= Stephen Ashfield =

British actor and singer

Stephen Ashfield is an Olivier Award-winning Scottish actor. He was born in Glasgow, Scotland, and since graduating from the Royal Scottish Academy of Music and Drama and the Royal Academy of Music in London, he has enjoyed a successful stage career. In 2011 he was made an Associate (ARAM) of the Royal Academy of Music and was awarded a Fellowship (FRAM) in the 2018 honours list.

== On stage ==
Ashfield made his West End debut in 2002 as Boy George in Taboo, before playing the role of Basilio in the critically acclaimed Music Theatre London adaptation of Mozart's The Marriage of Figaro at the Drill Hall, London.

In 2004, Ashfield returned to the role of Boy George for the first national tour of the award-winning musical Taboo. Subsequently, he appeared in the title role of Harry in the West End showcase of When Harry Met Barry, and created the leading role, George, in The Ha'penny Bridge at The Point, Dublin.

Ashfield was soon back in the West End as Nick Piazza in Fame, before appearing as John in the brand new musical Tomorrow Morning by Laurence Mark Wythe at London's New End Theatre. His passion for new musical theatre writing led him to create the role of Adam in Imagine This at the Theatre Royal, Plymouth.

Having started in March 2008, Ashfield originated the role of Bob Gaudio in the West End production of Jersey Boys at the Prince Edward Theatre, with his final performance taking place on Sunday 13 March 2011. For his performance, he won Best Supporting Actor in a Musical at the WhatsOnStage Theatregoers' Choice Awards 2009.

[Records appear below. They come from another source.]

//! Application configuration loaded from environment variables.

use std::env;

/// Application configuration, loaded once at startup.
#[derive(Debug, Clone)]
pub struct Config {
    /// MongoDB connection string
    pub mongodb_uri: String,
    /// Database name
    pub mongodb_db: String,
    /// Frontend URL for CORS
    pub frontend_url: String,
    /// Server port
    pub port: u16,

    /// Google Maps/Places API key. Optional at startup; enrichment
    /// endpoints fail with a configuration error when it is absent.
    pub maps_api_key: Option<String>,

    /// JWT signing key for session tokens (raw bytes)
    pub jwt_signing_key: Vec<u8>,
    /// Session token lifetime in seconds
    pub jwt_expires_secs: u64,

    /// Cloudinary cloud name for durable image storage
    pub image_cloud_name: Option<String>,
    /// Cloudinary API key
    pub image_api_key: Option<String>,
    /// Cloudinary API secret (used to sign uploads)
    pub image_api_secret: Option<String>,
}

impl Config {
    /// Load configuration from environment variables.
    pub fn from_env() -> Result<Self, ConfigError> {
        dotenvy::dotenv().ok(); // Load .env file if present

        Ok(Self {
            mongodb_uri: env::var("MONGODB_URI")
                .map_err(|_| ConfigError::Missing("MONGODB_URI"))?,
            mongodb_db: env::var("MONGODB_DB").unwrap_or_else(|_| "tripcraft".to_string()),
            frontend_url: env::var("FRONTEND_URL")
                .unwrap_or_else(|_| "http://localhost:5173".to_string()),
            port: env::var("PORT")
                .unwrap_or_else(|_| "8080".to_string())
                .parse()
                .unwrap_or(8080),

            maps_api_key: env::var("GOOGLE_MAPS_API_KEY")
                .ok()
                .map(|v| v.trim().to_string())
                .filter(|v| !v.is_empty()),

            jwt_signing_key: env::var("JWT_SIGNING_KEY")
                .map_err(|_| ConfigError::Missing("JWT_SIGNING_KEY"))?
                .into_bytes(),
            jwt_expires_secs: env::var("JWT_EXPIRES_IN")
                .ok()
                .and_then(|v| v.parse().ok())
                .unwrap_or(30 * 24 * 60 * 60),

            image_cloud_name: env::var("CLOUDINARY_CLOUD_NAME").ok(),
            image_api_key: env::var("CLOUDINARY_API_KEY").ok(),
            image_api_secret: env::var("CLOUDINARY_API_SECRET").ok(),
        })
    }

    /// Default config for testing only.
    pub fn test_default() -> Self {
        Self {
            mongodb_uri: "mongodb://localhost:27017".to_string(),
            mongodb_db: "tripcraft-test".to_string(),
            frontend_url: "http://localhost:5173".to_string(),
            port: 8080,
            maps_api_key: None,
            jwt_signing_key: b"test_jwt_key_32_bytes_minimum!!".to_vec(),
            jwt_expires_secs: 3600,
            image_cloud_name: None,
            image_api_key: None,
            image_api_secret: None,
        }
    }
}

/// Configuration errors
#[derive(Debug, thiserror::Error)]
pub enum ConfigError {
    #[error("Missing required environment variable: {0}")]
    Missing(&'static str),
}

In March 2011, Ashfield made his cabaret debut at Lauderdale House, Highgate, before taking over the role of Emmett Forrest in the West End production of Legally Blonde until its closure in April 2012.

In November and December 2012, Ashfield starred in the limited-run UK premiere of Boy Meets Boy at the Jermyn Street Theatre before taking on the role of Elder McKinley in the Broadway transfer The Book of Mormon, which opened at the Prince of Wales Theatre on 25 February 2013. He was awarded an Olivier Award for his performance. He concluded his West End run on 5 August 2016 to continue his award-winning performance as Elder McKinley at the Eugene O'Neill Theatre on Broadway.

In 2019, Ashfield originated the role of Hamish McClarnon in the world premiere of the musical adaptation of Becoming Nancy. The production played at the Coca-Cola Stage at the Alliance Theatre, which is part of the Atlanta Theatre Company, from September 6 to October 6, 2019. He reprised the role in the UK premiere at the Birmingham Repertory Theatre from October 2 to November 2, 2024.

==On screen==
In 2007 Ashfield appeared in Sweeney Todd directed by Tim Burton for Warner Bros. He has also performed with Jersey Boys on Strictly Come Dancing, GMTV, This Morning, Alan Titchmarsh, The Paul O'Grady Show, Loose Women, Children In Need, and The 80th Royal Variety Performance.

In March 2014 Ashfieldce appeared in the season 3 finale of Call the Midwife as Philip Worth.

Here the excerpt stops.